BEGIN Records to use

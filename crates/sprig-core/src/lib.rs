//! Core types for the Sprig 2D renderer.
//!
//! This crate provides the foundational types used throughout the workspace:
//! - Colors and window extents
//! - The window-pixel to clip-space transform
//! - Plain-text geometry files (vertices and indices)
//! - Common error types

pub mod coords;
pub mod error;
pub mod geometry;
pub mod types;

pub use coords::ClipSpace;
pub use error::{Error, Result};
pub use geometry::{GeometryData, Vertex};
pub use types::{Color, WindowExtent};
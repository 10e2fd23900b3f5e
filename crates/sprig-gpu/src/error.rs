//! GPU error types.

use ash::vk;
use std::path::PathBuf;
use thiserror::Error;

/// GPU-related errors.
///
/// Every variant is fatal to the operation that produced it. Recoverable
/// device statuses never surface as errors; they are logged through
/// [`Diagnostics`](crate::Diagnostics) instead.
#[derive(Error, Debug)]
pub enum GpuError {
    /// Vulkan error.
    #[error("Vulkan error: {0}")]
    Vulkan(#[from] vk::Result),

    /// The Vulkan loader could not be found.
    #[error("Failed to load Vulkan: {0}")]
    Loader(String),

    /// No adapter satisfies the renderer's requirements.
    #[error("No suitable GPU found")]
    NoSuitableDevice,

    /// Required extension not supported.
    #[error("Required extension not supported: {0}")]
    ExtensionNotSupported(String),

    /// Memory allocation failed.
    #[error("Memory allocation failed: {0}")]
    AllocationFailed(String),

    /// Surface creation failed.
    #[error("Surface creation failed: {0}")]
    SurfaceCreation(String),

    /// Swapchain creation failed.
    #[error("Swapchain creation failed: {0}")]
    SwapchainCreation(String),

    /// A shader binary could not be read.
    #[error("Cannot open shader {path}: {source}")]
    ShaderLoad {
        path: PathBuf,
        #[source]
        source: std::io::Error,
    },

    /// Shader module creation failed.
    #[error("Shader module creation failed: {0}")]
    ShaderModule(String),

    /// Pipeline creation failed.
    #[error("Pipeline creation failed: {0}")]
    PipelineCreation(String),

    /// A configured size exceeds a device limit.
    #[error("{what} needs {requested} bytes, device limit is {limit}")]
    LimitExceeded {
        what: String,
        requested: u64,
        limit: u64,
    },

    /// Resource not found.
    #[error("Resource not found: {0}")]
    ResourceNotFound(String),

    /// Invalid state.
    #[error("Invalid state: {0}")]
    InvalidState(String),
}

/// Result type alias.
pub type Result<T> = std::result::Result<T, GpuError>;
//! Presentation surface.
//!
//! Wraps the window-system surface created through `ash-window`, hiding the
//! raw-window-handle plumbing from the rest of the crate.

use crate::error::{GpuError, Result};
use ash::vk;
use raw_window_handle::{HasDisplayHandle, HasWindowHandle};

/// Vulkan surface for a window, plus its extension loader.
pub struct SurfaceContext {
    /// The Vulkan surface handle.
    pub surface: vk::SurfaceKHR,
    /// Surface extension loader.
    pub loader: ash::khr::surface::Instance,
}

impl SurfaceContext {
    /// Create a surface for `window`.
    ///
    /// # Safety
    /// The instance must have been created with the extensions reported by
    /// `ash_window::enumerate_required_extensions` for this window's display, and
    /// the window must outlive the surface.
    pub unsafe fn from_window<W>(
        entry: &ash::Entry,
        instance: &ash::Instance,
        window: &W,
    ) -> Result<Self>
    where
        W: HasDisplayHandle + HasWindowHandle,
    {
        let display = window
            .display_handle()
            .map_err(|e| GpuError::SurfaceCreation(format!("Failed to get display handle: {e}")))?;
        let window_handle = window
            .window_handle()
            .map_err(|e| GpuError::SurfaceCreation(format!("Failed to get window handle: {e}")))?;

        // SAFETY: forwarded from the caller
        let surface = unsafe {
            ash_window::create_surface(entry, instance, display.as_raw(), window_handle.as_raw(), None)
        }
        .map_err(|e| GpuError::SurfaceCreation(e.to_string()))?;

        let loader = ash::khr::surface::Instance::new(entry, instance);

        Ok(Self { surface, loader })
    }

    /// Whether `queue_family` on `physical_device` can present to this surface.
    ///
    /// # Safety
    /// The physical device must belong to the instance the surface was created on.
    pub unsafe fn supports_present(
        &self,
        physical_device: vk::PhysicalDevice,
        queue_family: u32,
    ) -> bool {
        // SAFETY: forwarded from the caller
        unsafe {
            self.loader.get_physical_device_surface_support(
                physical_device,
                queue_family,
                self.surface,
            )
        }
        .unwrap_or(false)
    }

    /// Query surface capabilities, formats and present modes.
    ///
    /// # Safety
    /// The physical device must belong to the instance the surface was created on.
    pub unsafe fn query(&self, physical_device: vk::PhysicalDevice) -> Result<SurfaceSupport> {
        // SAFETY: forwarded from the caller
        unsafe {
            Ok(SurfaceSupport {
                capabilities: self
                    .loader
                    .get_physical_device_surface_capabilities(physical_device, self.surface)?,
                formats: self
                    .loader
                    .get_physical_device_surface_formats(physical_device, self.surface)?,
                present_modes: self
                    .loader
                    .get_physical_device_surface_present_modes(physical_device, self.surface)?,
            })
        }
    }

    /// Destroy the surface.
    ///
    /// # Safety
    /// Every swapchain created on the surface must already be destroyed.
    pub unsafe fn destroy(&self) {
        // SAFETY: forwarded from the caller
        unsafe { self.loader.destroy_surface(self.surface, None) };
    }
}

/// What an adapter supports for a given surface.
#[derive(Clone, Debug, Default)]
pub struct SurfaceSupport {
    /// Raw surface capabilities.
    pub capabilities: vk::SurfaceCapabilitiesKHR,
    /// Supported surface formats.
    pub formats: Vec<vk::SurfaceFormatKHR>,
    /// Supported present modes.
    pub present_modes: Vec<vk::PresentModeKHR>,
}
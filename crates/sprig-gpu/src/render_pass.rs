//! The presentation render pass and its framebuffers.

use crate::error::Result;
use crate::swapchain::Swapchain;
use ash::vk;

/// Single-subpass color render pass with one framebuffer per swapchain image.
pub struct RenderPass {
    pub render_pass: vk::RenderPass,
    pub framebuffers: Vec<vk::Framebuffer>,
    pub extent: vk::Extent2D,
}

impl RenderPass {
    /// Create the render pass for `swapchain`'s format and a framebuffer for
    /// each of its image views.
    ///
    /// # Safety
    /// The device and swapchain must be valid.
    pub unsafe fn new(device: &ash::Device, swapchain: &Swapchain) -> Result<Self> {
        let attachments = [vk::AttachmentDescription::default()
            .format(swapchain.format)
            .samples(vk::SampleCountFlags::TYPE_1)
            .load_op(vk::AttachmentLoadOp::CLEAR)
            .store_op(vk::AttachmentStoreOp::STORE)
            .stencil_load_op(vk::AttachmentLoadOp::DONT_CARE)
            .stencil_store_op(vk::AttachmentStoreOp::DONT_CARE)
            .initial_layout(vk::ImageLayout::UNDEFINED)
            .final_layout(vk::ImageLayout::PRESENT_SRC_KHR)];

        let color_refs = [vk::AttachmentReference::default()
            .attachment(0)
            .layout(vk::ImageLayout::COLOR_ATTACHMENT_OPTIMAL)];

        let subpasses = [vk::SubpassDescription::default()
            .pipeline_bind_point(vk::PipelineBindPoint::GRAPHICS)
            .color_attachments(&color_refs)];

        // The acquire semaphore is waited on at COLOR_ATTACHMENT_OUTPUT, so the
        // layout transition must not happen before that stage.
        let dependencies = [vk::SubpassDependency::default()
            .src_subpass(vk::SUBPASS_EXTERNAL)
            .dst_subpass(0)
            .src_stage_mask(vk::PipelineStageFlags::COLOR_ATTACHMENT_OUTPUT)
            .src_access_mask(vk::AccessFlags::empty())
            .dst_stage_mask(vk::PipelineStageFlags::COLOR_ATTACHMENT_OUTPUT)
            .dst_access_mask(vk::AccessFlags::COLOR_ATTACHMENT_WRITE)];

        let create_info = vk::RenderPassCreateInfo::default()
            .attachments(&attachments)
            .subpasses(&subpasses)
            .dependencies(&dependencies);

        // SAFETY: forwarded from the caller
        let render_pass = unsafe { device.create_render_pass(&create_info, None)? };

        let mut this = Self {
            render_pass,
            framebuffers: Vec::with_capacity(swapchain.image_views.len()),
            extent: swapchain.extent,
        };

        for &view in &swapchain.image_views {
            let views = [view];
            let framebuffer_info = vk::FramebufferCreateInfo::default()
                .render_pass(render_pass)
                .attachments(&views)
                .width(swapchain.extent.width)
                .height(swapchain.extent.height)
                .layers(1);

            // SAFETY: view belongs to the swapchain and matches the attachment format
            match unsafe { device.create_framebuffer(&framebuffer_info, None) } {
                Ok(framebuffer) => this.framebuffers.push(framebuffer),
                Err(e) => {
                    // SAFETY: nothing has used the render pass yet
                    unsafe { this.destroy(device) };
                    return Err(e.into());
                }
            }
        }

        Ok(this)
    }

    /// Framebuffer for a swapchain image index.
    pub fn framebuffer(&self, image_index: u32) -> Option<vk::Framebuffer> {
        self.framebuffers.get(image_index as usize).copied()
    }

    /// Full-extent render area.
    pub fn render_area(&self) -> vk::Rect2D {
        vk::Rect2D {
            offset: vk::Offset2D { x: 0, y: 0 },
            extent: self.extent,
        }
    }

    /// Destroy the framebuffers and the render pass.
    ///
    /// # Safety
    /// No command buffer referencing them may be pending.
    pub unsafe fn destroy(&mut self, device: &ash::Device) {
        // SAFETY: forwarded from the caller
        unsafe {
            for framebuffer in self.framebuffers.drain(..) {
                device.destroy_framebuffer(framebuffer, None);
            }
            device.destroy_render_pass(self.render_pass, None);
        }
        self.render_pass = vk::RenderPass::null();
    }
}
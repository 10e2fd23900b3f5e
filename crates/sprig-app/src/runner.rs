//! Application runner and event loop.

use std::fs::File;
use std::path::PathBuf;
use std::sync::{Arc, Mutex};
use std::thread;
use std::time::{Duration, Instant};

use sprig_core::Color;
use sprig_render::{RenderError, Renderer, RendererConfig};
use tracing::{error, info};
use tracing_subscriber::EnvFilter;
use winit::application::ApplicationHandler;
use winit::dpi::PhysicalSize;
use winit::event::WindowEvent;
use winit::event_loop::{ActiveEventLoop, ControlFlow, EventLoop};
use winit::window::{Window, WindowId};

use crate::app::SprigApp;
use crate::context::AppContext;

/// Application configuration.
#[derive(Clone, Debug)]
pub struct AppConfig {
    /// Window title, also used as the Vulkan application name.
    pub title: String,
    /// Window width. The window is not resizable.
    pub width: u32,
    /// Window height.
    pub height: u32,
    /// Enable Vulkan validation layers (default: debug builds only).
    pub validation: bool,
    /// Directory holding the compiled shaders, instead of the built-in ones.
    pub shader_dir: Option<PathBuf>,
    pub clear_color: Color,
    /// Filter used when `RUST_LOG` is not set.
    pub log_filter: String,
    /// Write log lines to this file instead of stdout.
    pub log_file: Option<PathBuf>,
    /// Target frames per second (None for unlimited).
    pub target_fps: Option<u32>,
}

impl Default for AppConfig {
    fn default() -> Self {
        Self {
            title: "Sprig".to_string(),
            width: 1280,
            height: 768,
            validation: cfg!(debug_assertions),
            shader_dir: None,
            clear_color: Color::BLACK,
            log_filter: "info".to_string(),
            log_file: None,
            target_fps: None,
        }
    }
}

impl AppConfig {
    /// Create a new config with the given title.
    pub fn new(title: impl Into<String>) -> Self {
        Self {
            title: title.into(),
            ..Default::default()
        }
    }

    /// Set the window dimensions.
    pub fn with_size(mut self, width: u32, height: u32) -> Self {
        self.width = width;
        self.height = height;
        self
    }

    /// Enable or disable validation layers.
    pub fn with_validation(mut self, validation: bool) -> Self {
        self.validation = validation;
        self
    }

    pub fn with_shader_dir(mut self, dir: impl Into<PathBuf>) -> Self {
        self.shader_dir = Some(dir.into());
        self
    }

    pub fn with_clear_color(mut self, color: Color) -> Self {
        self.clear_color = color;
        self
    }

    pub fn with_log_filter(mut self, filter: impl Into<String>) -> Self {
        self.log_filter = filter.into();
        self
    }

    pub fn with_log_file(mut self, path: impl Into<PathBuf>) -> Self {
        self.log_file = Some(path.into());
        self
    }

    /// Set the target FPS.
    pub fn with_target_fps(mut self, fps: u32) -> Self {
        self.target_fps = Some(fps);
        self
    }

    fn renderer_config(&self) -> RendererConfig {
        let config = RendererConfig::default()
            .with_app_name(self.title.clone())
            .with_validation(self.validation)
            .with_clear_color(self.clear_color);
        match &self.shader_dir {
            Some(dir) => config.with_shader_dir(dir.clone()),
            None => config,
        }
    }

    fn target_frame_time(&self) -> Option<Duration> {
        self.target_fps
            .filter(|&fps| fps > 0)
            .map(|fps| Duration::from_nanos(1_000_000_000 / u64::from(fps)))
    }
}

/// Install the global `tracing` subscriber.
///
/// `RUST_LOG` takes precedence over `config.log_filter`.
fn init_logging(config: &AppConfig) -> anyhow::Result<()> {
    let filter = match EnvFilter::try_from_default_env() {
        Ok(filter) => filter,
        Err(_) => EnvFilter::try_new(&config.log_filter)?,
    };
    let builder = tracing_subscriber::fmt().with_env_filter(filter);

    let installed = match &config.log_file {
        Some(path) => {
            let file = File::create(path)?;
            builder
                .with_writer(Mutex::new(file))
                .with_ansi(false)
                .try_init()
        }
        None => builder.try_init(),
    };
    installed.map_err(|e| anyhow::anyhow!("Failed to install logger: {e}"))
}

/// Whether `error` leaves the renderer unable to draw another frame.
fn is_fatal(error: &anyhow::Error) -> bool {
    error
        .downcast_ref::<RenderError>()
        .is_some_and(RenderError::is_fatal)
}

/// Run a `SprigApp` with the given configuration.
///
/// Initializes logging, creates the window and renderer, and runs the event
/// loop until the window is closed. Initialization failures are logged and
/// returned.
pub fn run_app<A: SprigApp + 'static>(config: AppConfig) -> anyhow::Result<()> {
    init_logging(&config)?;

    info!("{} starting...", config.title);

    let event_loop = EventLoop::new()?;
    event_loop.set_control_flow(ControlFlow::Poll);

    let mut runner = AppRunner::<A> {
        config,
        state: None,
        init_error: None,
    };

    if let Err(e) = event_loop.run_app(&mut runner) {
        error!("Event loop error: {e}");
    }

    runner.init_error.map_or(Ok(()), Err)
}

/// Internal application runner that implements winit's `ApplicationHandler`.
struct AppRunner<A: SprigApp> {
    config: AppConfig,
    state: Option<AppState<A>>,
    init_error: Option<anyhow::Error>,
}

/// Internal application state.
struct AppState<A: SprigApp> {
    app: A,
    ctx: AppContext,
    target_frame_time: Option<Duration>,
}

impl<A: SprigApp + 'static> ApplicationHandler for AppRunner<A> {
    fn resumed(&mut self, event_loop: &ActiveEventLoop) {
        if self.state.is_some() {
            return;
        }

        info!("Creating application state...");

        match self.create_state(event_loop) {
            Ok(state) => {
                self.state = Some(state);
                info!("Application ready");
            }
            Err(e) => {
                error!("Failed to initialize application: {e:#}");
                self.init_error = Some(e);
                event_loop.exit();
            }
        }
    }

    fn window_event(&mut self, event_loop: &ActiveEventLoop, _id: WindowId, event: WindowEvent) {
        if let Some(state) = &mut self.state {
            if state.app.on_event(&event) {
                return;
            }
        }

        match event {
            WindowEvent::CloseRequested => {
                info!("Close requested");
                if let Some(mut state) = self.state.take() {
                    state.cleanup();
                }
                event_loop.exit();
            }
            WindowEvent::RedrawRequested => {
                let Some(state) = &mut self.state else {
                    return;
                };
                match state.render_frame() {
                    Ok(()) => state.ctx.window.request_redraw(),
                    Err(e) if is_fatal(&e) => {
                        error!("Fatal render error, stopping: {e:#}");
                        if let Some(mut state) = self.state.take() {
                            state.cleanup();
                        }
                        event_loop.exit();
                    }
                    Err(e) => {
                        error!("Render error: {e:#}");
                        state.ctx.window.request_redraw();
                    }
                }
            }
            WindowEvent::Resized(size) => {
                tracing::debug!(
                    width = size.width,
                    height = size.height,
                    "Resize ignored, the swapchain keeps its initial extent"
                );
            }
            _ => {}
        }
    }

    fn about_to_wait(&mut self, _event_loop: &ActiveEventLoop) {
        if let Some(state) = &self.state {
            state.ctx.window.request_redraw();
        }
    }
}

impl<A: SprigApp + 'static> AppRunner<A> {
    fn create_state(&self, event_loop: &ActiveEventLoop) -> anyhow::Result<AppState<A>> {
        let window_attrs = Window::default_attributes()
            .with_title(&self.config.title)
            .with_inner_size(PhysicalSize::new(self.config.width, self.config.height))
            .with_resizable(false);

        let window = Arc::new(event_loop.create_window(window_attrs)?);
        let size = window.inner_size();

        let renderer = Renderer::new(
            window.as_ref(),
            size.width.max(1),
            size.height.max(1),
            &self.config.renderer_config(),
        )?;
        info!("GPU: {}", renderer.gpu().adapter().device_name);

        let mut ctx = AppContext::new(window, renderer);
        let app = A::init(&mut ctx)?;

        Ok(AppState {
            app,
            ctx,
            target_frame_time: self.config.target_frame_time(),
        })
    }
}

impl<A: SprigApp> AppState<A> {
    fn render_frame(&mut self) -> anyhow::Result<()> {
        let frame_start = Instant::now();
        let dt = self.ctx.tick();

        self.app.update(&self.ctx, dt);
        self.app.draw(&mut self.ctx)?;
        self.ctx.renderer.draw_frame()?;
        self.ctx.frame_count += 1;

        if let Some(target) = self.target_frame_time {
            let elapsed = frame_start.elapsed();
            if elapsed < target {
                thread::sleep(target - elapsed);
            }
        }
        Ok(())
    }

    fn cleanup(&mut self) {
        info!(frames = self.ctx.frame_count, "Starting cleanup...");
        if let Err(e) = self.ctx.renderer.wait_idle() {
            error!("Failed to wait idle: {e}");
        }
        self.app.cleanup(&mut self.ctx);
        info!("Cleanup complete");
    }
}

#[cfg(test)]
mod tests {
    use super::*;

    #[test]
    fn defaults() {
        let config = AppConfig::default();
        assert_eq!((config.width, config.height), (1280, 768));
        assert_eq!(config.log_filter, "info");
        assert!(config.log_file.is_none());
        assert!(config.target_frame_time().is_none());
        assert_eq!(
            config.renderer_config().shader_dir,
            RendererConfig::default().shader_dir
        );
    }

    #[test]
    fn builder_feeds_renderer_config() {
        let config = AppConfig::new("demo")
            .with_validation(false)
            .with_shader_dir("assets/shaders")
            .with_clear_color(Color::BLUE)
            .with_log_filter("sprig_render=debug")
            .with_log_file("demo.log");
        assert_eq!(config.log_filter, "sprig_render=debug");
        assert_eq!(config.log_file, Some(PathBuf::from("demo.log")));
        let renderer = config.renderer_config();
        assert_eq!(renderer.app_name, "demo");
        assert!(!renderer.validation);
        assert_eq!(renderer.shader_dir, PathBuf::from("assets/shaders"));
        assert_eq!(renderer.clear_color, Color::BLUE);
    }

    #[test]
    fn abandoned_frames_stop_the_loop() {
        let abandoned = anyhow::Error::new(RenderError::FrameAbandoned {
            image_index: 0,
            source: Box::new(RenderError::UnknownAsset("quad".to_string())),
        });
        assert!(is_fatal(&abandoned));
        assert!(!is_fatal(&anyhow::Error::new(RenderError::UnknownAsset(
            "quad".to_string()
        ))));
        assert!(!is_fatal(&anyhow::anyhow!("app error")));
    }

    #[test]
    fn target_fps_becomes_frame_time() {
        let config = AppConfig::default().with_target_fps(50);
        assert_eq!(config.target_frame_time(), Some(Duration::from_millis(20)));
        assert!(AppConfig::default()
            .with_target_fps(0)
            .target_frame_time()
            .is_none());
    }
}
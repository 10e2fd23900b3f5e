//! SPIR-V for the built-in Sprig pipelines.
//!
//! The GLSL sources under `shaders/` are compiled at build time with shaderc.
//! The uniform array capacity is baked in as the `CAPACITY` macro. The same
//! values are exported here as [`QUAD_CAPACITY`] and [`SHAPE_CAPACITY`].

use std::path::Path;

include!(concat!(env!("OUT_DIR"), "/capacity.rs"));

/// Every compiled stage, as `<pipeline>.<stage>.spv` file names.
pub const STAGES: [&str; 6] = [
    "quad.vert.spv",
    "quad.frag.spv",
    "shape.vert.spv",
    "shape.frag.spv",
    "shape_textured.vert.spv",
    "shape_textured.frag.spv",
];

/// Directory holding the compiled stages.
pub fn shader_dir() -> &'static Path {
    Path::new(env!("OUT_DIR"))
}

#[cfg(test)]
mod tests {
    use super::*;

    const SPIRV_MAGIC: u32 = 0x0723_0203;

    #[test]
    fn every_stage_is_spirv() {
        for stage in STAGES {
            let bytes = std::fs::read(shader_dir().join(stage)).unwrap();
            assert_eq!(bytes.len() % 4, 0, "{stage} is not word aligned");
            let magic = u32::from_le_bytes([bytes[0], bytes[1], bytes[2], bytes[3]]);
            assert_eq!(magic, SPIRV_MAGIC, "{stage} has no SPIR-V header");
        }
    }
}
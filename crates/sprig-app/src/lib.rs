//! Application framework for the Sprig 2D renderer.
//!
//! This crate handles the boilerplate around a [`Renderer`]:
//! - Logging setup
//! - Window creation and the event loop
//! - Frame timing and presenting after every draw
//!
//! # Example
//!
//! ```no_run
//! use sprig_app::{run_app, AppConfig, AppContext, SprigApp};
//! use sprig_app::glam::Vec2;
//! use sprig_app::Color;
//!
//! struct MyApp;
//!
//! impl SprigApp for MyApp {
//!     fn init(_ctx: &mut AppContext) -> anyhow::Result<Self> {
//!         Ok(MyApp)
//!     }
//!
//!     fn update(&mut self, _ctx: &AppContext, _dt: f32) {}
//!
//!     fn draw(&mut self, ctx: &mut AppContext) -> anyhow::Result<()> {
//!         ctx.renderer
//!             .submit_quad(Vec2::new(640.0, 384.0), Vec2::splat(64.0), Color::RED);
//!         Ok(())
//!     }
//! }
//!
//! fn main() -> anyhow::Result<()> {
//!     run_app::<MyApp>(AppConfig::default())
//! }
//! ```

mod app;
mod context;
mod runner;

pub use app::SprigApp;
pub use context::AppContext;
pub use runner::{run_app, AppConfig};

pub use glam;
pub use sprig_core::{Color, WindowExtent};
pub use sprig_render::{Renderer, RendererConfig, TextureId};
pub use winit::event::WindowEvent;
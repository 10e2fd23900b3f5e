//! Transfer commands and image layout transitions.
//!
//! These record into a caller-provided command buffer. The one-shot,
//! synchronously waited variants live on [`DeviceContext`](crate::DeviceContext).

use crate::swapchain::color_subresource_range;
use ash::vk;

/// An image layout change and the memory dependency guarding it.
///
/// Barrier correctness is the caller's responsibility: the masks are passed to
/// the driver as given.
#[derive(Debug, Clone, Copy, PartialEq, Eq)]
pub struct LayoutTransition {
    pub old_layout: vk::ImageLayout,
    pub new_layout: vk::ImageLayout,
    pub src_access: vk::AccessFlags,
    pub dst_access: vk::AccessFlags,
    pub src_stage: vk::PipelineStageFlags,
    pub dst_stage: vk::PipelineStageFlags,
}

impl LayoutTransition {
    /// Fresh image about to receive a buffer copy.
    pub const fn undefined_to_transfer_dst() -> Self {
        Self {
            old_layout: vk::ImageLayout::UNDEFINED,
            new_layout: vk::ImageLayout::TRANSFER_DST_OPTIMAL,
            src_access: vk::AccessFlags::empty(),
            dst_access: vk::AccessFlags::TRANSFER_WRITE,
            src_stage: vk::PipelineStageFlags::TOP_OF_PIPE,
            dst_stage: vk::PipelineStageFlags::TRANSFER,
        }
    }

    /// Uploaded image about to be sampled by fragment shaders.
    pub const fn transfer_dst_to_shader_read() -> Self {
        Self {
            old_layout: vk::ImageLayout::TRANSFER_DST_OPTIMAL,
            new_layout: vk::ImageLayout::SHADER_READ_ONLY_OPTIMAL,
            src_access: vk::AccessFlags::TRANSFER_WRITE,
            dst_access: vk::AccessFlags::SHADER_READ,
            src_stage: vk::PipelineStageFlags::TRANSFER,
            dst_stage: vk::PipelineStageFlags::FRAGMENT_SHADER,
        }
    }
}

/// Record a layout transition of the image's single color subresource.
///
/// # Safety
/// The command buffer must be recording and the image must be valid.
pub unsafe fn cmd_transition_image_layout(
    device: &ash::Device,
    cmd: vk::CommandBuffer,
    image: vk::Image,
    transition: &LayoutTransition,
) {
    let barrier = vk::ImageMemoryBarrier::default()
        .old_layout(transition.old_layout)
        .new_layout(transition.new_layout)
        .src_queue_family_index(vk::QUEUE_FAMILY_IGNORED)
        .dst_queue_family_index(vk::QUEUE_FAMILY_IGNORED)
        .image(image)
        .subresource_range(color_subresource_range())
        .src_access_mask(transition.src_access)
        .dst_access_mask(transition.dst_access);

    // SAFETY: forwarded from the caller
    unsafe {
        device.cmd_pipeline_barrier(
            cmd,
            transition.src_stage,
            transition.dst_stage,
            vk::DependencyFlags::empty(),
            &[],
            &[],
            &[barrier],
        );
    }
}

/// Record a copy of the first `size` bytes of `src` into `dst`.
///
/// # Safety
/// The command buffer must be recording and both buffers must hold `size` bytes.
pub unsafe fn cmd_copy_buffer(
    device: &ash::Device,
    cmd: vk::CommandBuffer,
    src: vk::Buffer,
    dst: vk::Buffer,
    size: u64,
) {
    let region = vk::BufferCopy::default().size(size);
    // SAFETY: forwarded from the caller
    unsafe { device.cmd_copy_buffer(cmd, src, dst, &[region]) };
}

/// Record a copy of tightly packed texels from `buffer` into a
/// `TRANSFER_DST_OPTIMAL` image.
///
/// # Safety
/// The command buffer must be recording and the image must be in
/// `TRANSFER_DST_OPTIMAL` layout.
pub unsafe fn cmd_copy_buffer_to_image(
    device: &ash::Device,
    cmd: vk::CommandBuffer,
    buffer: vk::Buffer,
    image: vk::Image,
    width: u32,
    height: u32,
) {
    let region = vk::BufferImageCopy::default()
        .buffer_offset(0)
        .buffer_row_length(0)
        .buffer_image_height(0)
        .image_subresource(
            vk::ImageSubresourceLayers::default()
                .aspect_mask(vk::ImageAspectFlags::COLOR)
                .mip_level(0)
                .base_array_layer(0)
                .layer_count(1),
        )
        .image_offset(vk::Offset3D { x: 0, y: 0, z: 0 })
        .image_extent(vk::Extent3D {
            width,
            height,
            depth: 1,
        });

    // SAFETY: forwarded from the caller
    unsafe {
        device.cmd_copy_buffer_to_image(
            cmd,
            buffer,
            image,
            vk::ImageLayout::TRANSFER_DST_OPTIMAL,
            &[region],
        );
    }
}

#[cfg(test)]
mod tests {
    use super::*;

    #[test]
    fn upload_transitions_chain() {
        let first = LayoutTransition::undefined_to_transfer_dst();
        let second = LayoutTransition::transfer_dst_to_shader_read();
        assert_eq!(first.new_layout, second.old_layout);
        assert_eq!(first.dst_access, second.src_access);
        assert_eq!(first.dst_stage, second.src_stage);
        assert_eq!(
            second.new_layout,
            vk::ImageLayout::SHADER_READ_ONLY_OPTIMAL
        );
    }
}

END Records to use

Brief:
Filter the records for lines containing the word "filename" and copy each one.

Solution to this problem:
filename crates/sprig-core/src/lib.rs
filename crates/sprig-gpu/src/error.rs
filename crates/sprig-gpu/src/render_pass.rs
filename crates/sprig-app/src/runner.rs
filename crates/sprig-app/src/lib.rs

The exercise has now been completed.